● What is expected
The records follow. Filter them to the lines that hold "chars".
• • •
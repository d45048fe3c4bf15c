/// Replace `${ENV_VAR}` placeholders in config string values.
///
/// Unresolvable variables are left as-is.
pub fn substitute_env(input: &str) -> String {
    substitute_with(input, |name| std::env::var(name).ok())
}

fn substitute_with(input: &str, lookup: impl Fn(&str) -> Option<String>) -> String {
    let mut result = String::with_capacity(input.len());
    let mut chars = input.chars().peekable();

    while let Some(ch) = chars.next() {
        if ch != '$' || chars.peek() != Some(&'{') {
            result.push(ch);
            continue;
        }
        chars.next(); // consume '{'
        let mut var_name = String::new();
        let mut closed = false;
        for c in chars.by_ref() {
            if c == '}' {
                closed = true;
                break;
            }
            var_name.push(c);
        }
        if !closed || var_name.is_empty() {
            // Malformed, emit literal.
            result.push_str("${");
            result.push_str(&var_name);
            if closed {
                result.push('}');
            }
            continue;
        }
        match lookup(&var_name) {
            Some(val) => result.push_str(&val),
            None => {
                result.push_str("${");
                result.push_str(&var_name);
                result.push('}');
            },
        }
    }

    result
}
• • •
● Response to the task
    let mut chars = input.chars().peekable();
    while let Some(ch) = chars.next() {
        if ch != '$' || chars.peek() != Some(&'{') {
        chars.next(); // consume '{'
        for c in chars.by_ref() {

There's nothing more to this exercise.